Task goal: Look below for the line containing "inside a table." and the line containing "one changed paragraph."; repeat exactly those two lines and all lines between them, and nothing else.
====
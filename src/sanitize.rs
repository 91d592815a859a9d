use unicode_normalization::UnicodeNormalization;

/// Make a display string safe to use as a filename.
pub fn sanitize(name: &str) -> String {
    let ascii: String = name
        .replace('\u{2019}', "'")
        .nfkd()
        .filter(char::is_ascii)
        .collect();

    ascii
        .replace('/', " + ")
        .replace(": ", " - ")
        .replace(':', ".")
        .replace('?', "")
        .trim()
        .to_string()
}

#[cfg(test)]
mod tests {
    use super::*;

    #[test]
    fn curly_apostrophe_and_question_mark() {
        assert_eq!(sanitize("Who’s Who?"), "Who's Who");
    }

    #[test]
    fn accents_are_folded() {
        assert_eq!(sanitize("Café Olé"), "Cafe Ole");
        assert_eq!(sanitize("“Quoted” — dash"), "Quoted  dash");
    }

    #[test]
    fn path_and_colon_replacements() {
        assert_eq!(sanitize("AC/DC"), "AC + DC");
        assert_eq!(sanitize("Part 1: The Start"), "Part 1 - The Start");
        assert_eq!(sanitize("10:30 Show"), "10.30 Show");
    }

    #[test]
    fn output_never_has_forbidden_characters() {
        for input in [
            "a/b:c?d",
            "::??//",
            " : / ? ",
            "Hamish & Andy - 2014-03-21 - What?: A/B",
            "\u{FF1A}fullwidth\u{FF1F}",
        ] {
            let out = sanitize(input);
            assert!(!out.contains(['/', ':', '?']), "{input:?} -> {out:?}");
        }
    }
}
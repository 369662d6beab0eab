//! Document stores: loading documents from files and saving them back.
//!
//! Normalization never touches the file system itself. A [`DocumentStore`]
//! turns a file into a [`Document`] and back, and the [`StoreRegistry`]
//! picks a store by file extension.
//!
//! # Example
//!
//! ```no_run
//! use cnpunct::store::StoreRegistry;
//! use std::path::Path;
//!
//! fn main() -> cnpunct::Result<()> {
//!     let registry = StoreRegistry::with_defaults();
//!     let store = registry.store_for(Path::new("report.json"))?;
//!     let doc = store.load(Path::new("report.json"))?;
//!     println!("{} paragraphs", doc.paragraph_count());
//!     Ok(())
//! }
//! ```

mod json;

pub use json::{from_json, to_json, JsonFormat, JsonStore};

use crate::error::{Error, Result};
use crate::model::Document;
use std::collections::HashMap;
use std::path::Path;
use std::sync::Arc;

/// Trait for document stores.
///
/// Implement this trait to plug in a new container format.
pub trait DocumentStore: Send + Sync {
    /// Get the supported file extensions for this store.
    ///
    /// Extensions should be lowercase without the leading dot (e.g., `["json"]`).
    fn supported_extensions(&self) -> &[&str];

    /// Get the name of this store.
    fn name(&self) -> &str;

    /// Load a document from the given path.
    fn load(&self, path: &Path) -> Result<Document>;

    /// Save a document to the given path.
    fn save(&self, document: &Document, path: &Path) -> Result<()>;

    /// Check if this store supports the given extension.
    fn supports_extension(&self, ext: &str) -> bool {
        let ext_lower = ext.to_lowercase();
        self.supported_extensions().iter().any(|e| *e == ext_lower)
    }
}

/// Registry for document stores, keyed by extension and by name.
pub struct StoreRegistry {
    stores: HashMap<String, Arc<dyn DocumentStore>>,
    by_name: HashMap<String, Arc<dyn DocumentStore>>,
}

impl StoreRegistry {
    /// Create a new empty registry.
    pub fn new() -> Self {
        Self {
            stores: HashMap::new(),
            by_name: HashMap::new(),
        }
    }

    /// Create a registry with the default stores (JSON).
    pub fn with_defaults() -> Self {
        let mut registry = Self::new();
        registry.register(Arc::new(JsonStore::new()));
        registry
    }

    /// Register a store for all its supported extensions.
    ///
    /// A later registration for the same extension replaces the earlier one.
    pub fn register(&mut self, store: Arc<dyn DocumentStore>) {
        for ext in store.supported_extensions() {
            self.stores.insert(ext.to_lowercase(), store.clone());
        }
        self.by_name.insert(store.name().to_lowercase(), store);
    }

    /// Get a store by file extension.
    pub fn get_by_extension(&self, ext: &str) -> Option<Arc<dyn DocumentStore>> {
        self.stores.get(&ext.to_lowercase()).cloned()
    }

    /// Get a store by name.
    pub fn get_by_name(&self, name: &str) -> Option<Arc<dyn DocumentStore>> {
        self.by_name.get(&name.to_lowercase()).cloned()
    }

    /// Check if an extension is supported.
    pub fn supports(&self, ext: &str) -> bool {
        self.stores.contains_key(&ext.to_lowercase())
    }

    /// Get all supported extensions, sorted.
    pub fn supported_extensions(&self) -> Vec<&str> {
        let mut exts: Vec<&str> = self.stores.keys().map(|s| s.as_str()).collect();
        exts.sort_unstable();
        exts
    }

    /// Find the store responsible for `path`.
    pub fn store_for(&self, path: &Path) -> Result<Arc<dyn DocumentStore>> {
        let ext = path
            .extension()
            .and_then(|e| e.to_str())
            .ok_or_else(|| Error::MissingExtension(path.to_path_buf()))?;

        self.get_by_extension(ext)
            .ok_or_else(|| Error::UnsupportedFormat(ext.to_string()))
    }

    /// Load a document with the store matching its extension.
    pub fn load(&self, path: &Path) -> Result<Document> {
        let store = self.store_for(path)?;
        log::info!("Loading {} with {} store", path.display(), store.name());
        store.load(path)
    }

    /// Save a document with the store matching the target extension.
    pub fn save(&self, document: &Document, path: &Path) -> Result<()> {
        let store = self.store_for(path)?;
        log::info!("Saving {} with {} store", path.display(), store.name());
        store.save(document, path)
    }
}

impl Default for StoreRegistry {
    fn default() -> Self {
        Self::with_defaults()
    }
}
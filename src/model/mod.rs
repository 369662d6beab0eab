//! Document model types.
//!
//! This module defines the document container that normalization operates on:
//! body paragraphs and tables, each paragraph an ordered list of formatted
//! text runs. Stores load into and save from this model.

mod document;
mod paragraph;
mod table;

pub use document::{Document, Metadata};
pub use paragraph::{Alignment, Paragraph, ParagraphStyle, TextRun, TextStyle};
pub use table::{Table, TableCell, TableRow};
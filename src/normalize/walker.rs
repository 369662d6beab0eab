//! Paragraph and document traversal.
//!
//! Body paragraphs are visited first, then every table cell paragraph in
//! table, row, cell order. Each paragraph is handled independently, so the
//! walk can fan out over the rayon pool; results are merged back in document
//! order.

use super::quotes::pair_quotes;
use super::redistribute::{redistribute_with, Redistribution};
use super::rules::rewrite_protected;
use super::NormalizeOptions;
use crate::model::{Document, Paragraph};
use rayon::prelude::*;
use serde::Serialize;
use std::fmt;

const PREVIEW_CHARS: usize = 50;

/// Where a paragraph sits in a document.
#[derive(Debug, Clone, Copy, PartialEq, Eq, Serialize)]
#[serde(tag = "kind", rename_all = "snake_case")]
pub enum Location {
    /// Top-level paragraph
    Body { index: usize },
    /// Paragraph inside a table cell
    TableCell {
        table: usize,
        row: usize,
        cell: usize,
        paragraph: usize,
    },
}

impl Location {
    /// Check if the paragraph is inside a table.
    pub fn is_table(&self) -> bool {
        matches!(self, Location::TableCell { .. })
    }
}

impl fmt::Display for Location {
    fn fmt(&self, f: &mut fmt::Formatter<'_>) -> fmt::Result {
        match self {
            Location::Body { index } => write!(f, "paragraph {}", index + 1),
            Location::TableCell {
                table,
                row,
                cell,
                paragraph,
            } => write!(
                f,
                "table {} row {} cell {} paragraph {}",
                table + 1,
                row + 1,
                cell + 1,
                paragraph + 1
            ),
        }
    }
}

/// Before and after text of one changed paragraph.
#[derive(Debug, Clone, PartialEq, Eq, Serialize)]
pub struct ParagraphChange {
    pub location: Location,
    pub before: String,
    pub after: String,
}

/// What happened to a single paragraph.
#[derive(Debug, Clone, Copy, Default, PartialEq, Eq)]
pub struct ParagraphOutcome {
    /// Number of runs whose text the simple rules changed
    pub runs_rewritten: usize,
    /// Whether quote pairing changed the paragraph text
    pub quotes_changed: bool,
    /// Whether redistribution had to use the length-mismatch fallback
    pub used_fallback: bool,
}

impl ParagraphOutcome {
    /// Check if the paragraph changed at all.
    pub fn changed(&self) -> bool {
        self.runs_rewritten > 0 || self.quotes_changed
    }
}

/// Aggregate result of normalizing a document.
#[derive(Debug, Clone, Default, PartialEq, Eq, Serialize)]
pub struct NormalizeReport {
    /// Changed top-level paragraphs
    pub paragraphs_changed: usize,
    /// Changed paragraphs inside table cells
    pub table_cells_changed: usize,
    /// Runs whose text the simple rules changed
    pub runs_rewritten: usize,
    /// Paragraphs whose quotes were re-paired
    pub quote_paragraphs: usize,
    /// Paragraphs written back through the length-mismatch fallback
    pub fallback_redistributions: usize,
    /// Per-paragraph changes, in document order
    pub changes: Vec<ParagraphChange>,
}

impl NormalizeReport {
    /// The `(changed paragraphs, changed table cells)` pair.
    pub fn counts(&self) -> (usize, usize) {
        (self.paragraphs_changed, self.table_cells_changed)
    }

    /// Total number of changed paragraphs, body and table.
    pub fn total_changed(&self) -> usize {
        self.paragraphs_changed + self.table_cells_changed
    }

    /// Check if nothing changed.
    pub fn is_unchanged(&self) -> bool {
        self.total_changed() == 0
    }

    fn record(&mut self, location: Location, outcome: ParagraphOutcome) {
        if !outcome.changed() {
            return;
        }
        if location.is_table() {
            self.table_cells_changed += 1;
        } else {
            self.paragraphs_changed += 1;
        }
        self.runs_rewritten += outcome.runs_rewritten;
        if outcome.quotes_changed {
            self.quote_paragraphs += 1;
        }
        if outcome.used_fallback {
            self.fallback_redistributions += 1;
        }
    }
}

/// Drives the punctuation rules over paragraphs and documents.
#[derive(Debug, Clone, Default)]
pub struct Normalizer {
    options: NormalizeOptions,
}

impl Normalizer {
    /// Create a normalizer with the given options.
    pub fn new(options: NormalizeOptions) -> Self {
        Self { options }
    }

    /// The options in use.
    pub fn options(&self) -> &NormalizeOptions {
        &self.options
    }

    /// Normalize one paragraph in place. Returns whether it changed.
    pub fn process_paragraph(&self, paragraph: &mut Paragraph) -> bool {
        self.normalize_paragraph(paragraph).changed()
    }

    /// Normalize one paragraph in place and describe what happened.
    ///
    /// Blank paragraphs and paragraphs without runs are skipped. Each run is
    /// rewritten on its own; quotes are then paired over the whole paragraph
    /// and written back across the runs.
    pub fn normalize_paragraph(&self, paragraph: &mut Paragraph) -> ParagraphOutcome {
        let mut outcome = ParagraphOutcome::default();
        if paragraph.runs.is_empty() || paragraph.is_blank() {
            return outcome;
        }

        for run in &mut paragraph.runs {
            let rewritten = rewrite_protected(&run.text);
            if rewritten != run.text {
                run.text = rewritten;
                outcome.runs_rewritten += 1;
            }
        }

        if self.options.pair_quotes {
            let text = paragraph.text();
            let paired = pair_quotes(&text);
            if paired != text {
                let path = redistribute_with(&mut paragraph.runs, &paired, self.options.run_fallback);
                outcome.quotes_changed = true;
                outcome.used_fallback = matches!(path, Redistribution::Fallback(_));
            }
        }

        outcome
    }

    /// Normalize a whole document in place.
    pub fn process(&self, document: &mut Document) -> NormalizeReport {
        let targets = collect_targets(document, self.options.include_tables);
        let record = self.options.record_changes;

        let visit = |(location, paragraph): (Location, &mut Paragraph)| {
            let before = if record { Some(paragraph.text()) } else { None };
            let outcome = self.normalize_paragraph(paragraph);
            let change = match before {
                Some(before) if outcome.changed() => Some(ParagraphChange {
                    location,
                    before,
                    after: paragraph.text(),
                }),
                _ => None,
            };
            if outcome.changed() {
                log::debug!("Normalized {}: {}", location, preview(&paragraph.text()));
            }
            (location, outcome, change)
        };

        let results: Vec<_> = if self.options.parallel {
            targets.into_par_iter().map(visit).collect()
        } else {
            targets.into_iter().map(visit).collect()
        };

        let mut report = NormalizeReport::default();
        for (location, outcome, change) in results {
            report.record(location, outcome);
            report.changes.extend(change);
        }

        log::info!(
            "Normalized {} paragraphs and {} table cell paragraphs ({} runs rewritten, {} quote fixes)",
            report.paragraphs_changed,
            report.table_cells_changed,
            report.runs_rewritten,
            report.quote_paragraphs
        );
        report
    }

    /// Report what [`process`](Self::process) would change, leaving the
    /// document untouched.
    pub fn analyze(&self, document: &Document) -> NormalizeReport {
        let mut scratch = document.clone();
        let normalizer = Normalizer::new(self.options.clone().with_change_records(true));
        normalizer.process(&mut scratch)
    }
}

fn collect_targets(document: &mut Document, include_tables: bool) -> Vec<(Location, &mut Paragraph)> {
    let mut targets: Vec<(Location, &mut Paragraph)> = document
        .paragraphs
        .iter_mut()
        .enumerate()
        .map(|(index, p)| (Location::Body { index }, p))
        .collect();

    if !include_tables {
        return targets;
    }

    for (t, table) in document.tables.iter_mut().enumerate() {
        for (r, row) in table.rows.iter_mut().enumerate() {
            for (c, cell) in row.cells.iter_mut().enumerate() {
                for (p, paragraph) in cell.paragraphs.iter_mut().enumerate() {
                    let location = Location::TableCell {
                        table: t,
                        row: r,
                        cell: c,
                        paragraph: p,
                    };
                    targets.push((location, paragraph));
                }
            }
        }
    }
    targets
}

fn preview(text: &str) -> String {
    if text.chars().count() <= PREVIEW_CHARS {
        text.to_string()
    } else {
        let head: String = text.chars().take(PREVIEW_CHARS).collect();
        format!("{}...", head)
    }
}

#[cfg(test)]
mod tests {
    use super::*;
    use crate::model::{Table, TableCell, TableRow, TextRun, TextStyle};
    use crate::normalize::RunFallback;

    fn sequential() -> Normalizer {
        Normalizer::new(NormalizeOptions::sequential())
    }

    #[test]
    fn test_blank_paragraph_skipped() {
        let n = sequential();
        let mut empty = Paragraph::new();
        let mut spaces = Paragraph::with_text("   ");
        assert!(!n.process_paragraph(&mut empty));
        assert!(!n.process_paragraph(&mut spaces));
        assert_eq!(spaces.text(), "   ");
    }

    #[test]
    fn test_unchanged_paragraph() {
        let mut p = Paragraph::with_text("已经规范的文本。");
        assert!(!sequential().process_paragraph(&mut p));
    }

    #[test]
    fn test_runs_rewritten_independently() {
        let mut p = Paragraph::from_runs(vec![
            TextRun::bold("注意:"),
            TextRun::new("Plain (text)"),
        ]);
        let outcome = sequential().normalize_paragraph(&mut p);

        assert_eq!(outcome.runs_rewritten, 1);
        assert_eq!(p.runs[0].text, "注意：");
        assert_eq!(p.runs[1].text, "Plain (text)");
        assert!(p.runs[0].style.bold);
    }

    #[test]
    fn test_quotes_across_runs() {
        let mut p = Paragraph::from_runs(vec![
            TextRun::new("他说\""),
            TextRun::italic("好"),
            TextRun::new("\"。"),
        ]);
        let outcome = sequential().normalize_paragraph(&mut p);

        assert!(outcome.quotes_changed);
        assert!(!outcome.used_fallback);
        assert_eq!(p.runs[0].text, "他说\u{201C}");
        assert_eq!(p.runs[1].text, "好");
        assert_eq!(p.runs[2].text, "\u{201D}。");
        assert!(p.runs[1].style.italic);
    }

    #[test]
    fn test_quote_pairing_disabled() {
        let n = Normalizer::new(NormalizeOptions::sequential().with_quote_pairing(false));
        let mut p = Paragraph::with_text("\"a\"");
        assert!(!n.process_paragraph(&mut p));
        assert_eq!(p.text(), "\"a\"");
    }

    #[test]
    fn test_ellipsis_stays_in_its_run() {
        // Length changes happen inside a run; run boundaries are untouched.
        let mut p = Paragraph::from_runs(vec![
            TextRun::new("他说"),
            TextRun::bold("......"),
            TextRun::new("好."),
        ]);
        sequential().process_paragraph(&mut p);
        assert_eq!(p.runs[1].text, "……");
        assert_eq!(p.runs[2].text, "好。");
        assert_eq!(p.runs.len(), 3);
    }

    #[test]
    fn test_per_run_chinese_gate() {
        // The colon run has no ideograph of its own, so it stays half-width
        // even though the paragraph is Chinese.
        let mut p = Paragraph::from_runs(vec![TextRun::new("注意"), TextRun::new(": ok")]);
        sequential().process_paragraph(&mut p);
        assert_eq!(p.text(), "注意: ok");
    }

    fn sample_document() -> Document {
        let mut doc = Document::new();
        doc.add_paragraph(Paragraph::with_text("第一段,内容."));
        doc.add_paragraph(Paragraph::with_text("No change here."));
        doc.add_paragraph(Paragraph::with_text("他说\"好\"。"));

        let mut table = Table::new();
        table.add_row(TableRow::from_strings(["表格:内容", "plain"]));
        table.add_row(TableRow::new(vec![
            TableCell::text("无需修改"),
            TableCell::with_paragraphs(vec![
                Paragraph::with_text("甲,乙"),
                Paragraph::with_text("丙?"),
            ]),
        ]));
        doc.add_table(table);
        doc
    }

    #[test]
    fn test_process_document_counts() {
        let mut doc = sample_document();
        let report = sequential().process(&mut doc);

        assert_eq!(report.counts(), (2, 3));
        assert_eq!(report.quote_paragraphs, 1);
        assert_eq!(report.changes.len(), 5);
        assert_eq!(report.changes[0].location, Location::Body { index: 0 });
        assert_eq!(report.changes[0].after, "第一段，内容。");
        assert_eq!(
            report.changes[4].location,
            Location::TableCell {
                table: 0,
                row: 1,
                cell: 1,
                paragraph: 1
            }
        );
        assert_eq!(doc.tables[0].rows[0].cells[0].plain_text(), "表格：内容");
    }

    #[test]
    fn test_parallel_matches_sequential() {
        let mut a = sample_document();
        let mut b = sample_document();
        let seq = sequential().process(&mut a);
        let par = Normalizer::new(NormalizeOptions::default()).process(&mut b);

        assert_eq!(seq, par);
        assert_eq!(a, b);
    }

    #[test]
    fn test_skip_tables() {
        let mut doc = sample_document();
        let n = Normalizer::new(NormalizeOptions::sequential().with_tables(false));
        let report = n.process(&mut doc);

        assert_eq!(report.counts(), (2, 0));
        assert_eq!(doc.tables[0].rows[0].cells[0].plain_text(), "表格:内容");
    }

    #[test]
    fn test_change_records_disabled() {
        let mut doc = sample_document();
        let n = Normalizer::new(NormalizeOptions::sequential().with_change_records(false));
        let report = n.process(&mut doc);

        assert_eq!(report.counts(), (2, 3));
        assert!(report.changes.is_empty());
    }

    #[test]
    fn test_analyze_leaves_document_untouched() {
        let doc = sample_document();
        let n = Normalizer::new(NormalizeOptions::sequential().with_change_records(false));
        let report = n.analyze(&doc);

        assert_eq!(report.total_changed(), 5);
        assert_eq!(report.changes.len(), 5);
        assert_eq!(doc, sample_document());
    }

    #[test]
    fn test_styles_survive_document_walk() {
        let style = TextStyle {
            bold: true,
            font_name: Some("SimSun".to_string()),
            ..Default::default()
        };
        let mut doc = Document::new();
        doc.add_paragraph(Paragraph::from_runs(vec![
            TextRun::styled("标题:", style.clone()),
            TextRun::new("正文."),
        ]));
        let n = Normalizer::new(NormalizeOptions::sequential().with_run_fallback(RunFallback::FirstRun));
        n.process(&mut doc);

        assert_eq!(doc.paragraphs[0].runs[0].style, style);
        assert_eq!(doc.paragraphs[0].text(), "标题：正文。");
    }

    #[test]
    fn test_location_display() {
        assert_eq!(Location::Body { index: 0 }.to_string(), "paragraph 1");
        let cell = Location::TableCell {
            table: 1,
            row: 0,
            cell: 2,
            paragraph: 0,
        };
        assert_eq!(cell.to_string(), "table 2 row 1 cell 3 paragraph 1");
    }

    #[test]
    fn test_preview_truncates() {
        let long = "字".repeat(60);
        let shown = preview(&long);
        assert!(shown.ends_with("..."));
        assert_eq!(shown.chars().count(), PREVIEW_CHARS + 3);
        assert_eq!(preview("短"), "短");
    }
}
====
Written answer:
    /// Check if the paragraph is inside a table.
    pub fn is_table(&self) -> bool {
        matches!(self, Location::TableCell { .. })
    }
}

impl fmt::Display for Location {
    fn fmt(&self, f: &mut fmt::Formatter<'_>) -> fmt::Result {
        match self {
            Location::Body { index } => write!(f, "paragraph {}", index + 1),
            Location::TableCell {
                table,
                row,
                cell,
                paragraph,
            } => write!(
                f,
                "table {} row {} cell {} paragraph {}",
                table + 1,
                row + 1,
                cell + 1,
                paragraph + 1
            ),
        }
    }
}

/// Before and after text of one changed paragraph.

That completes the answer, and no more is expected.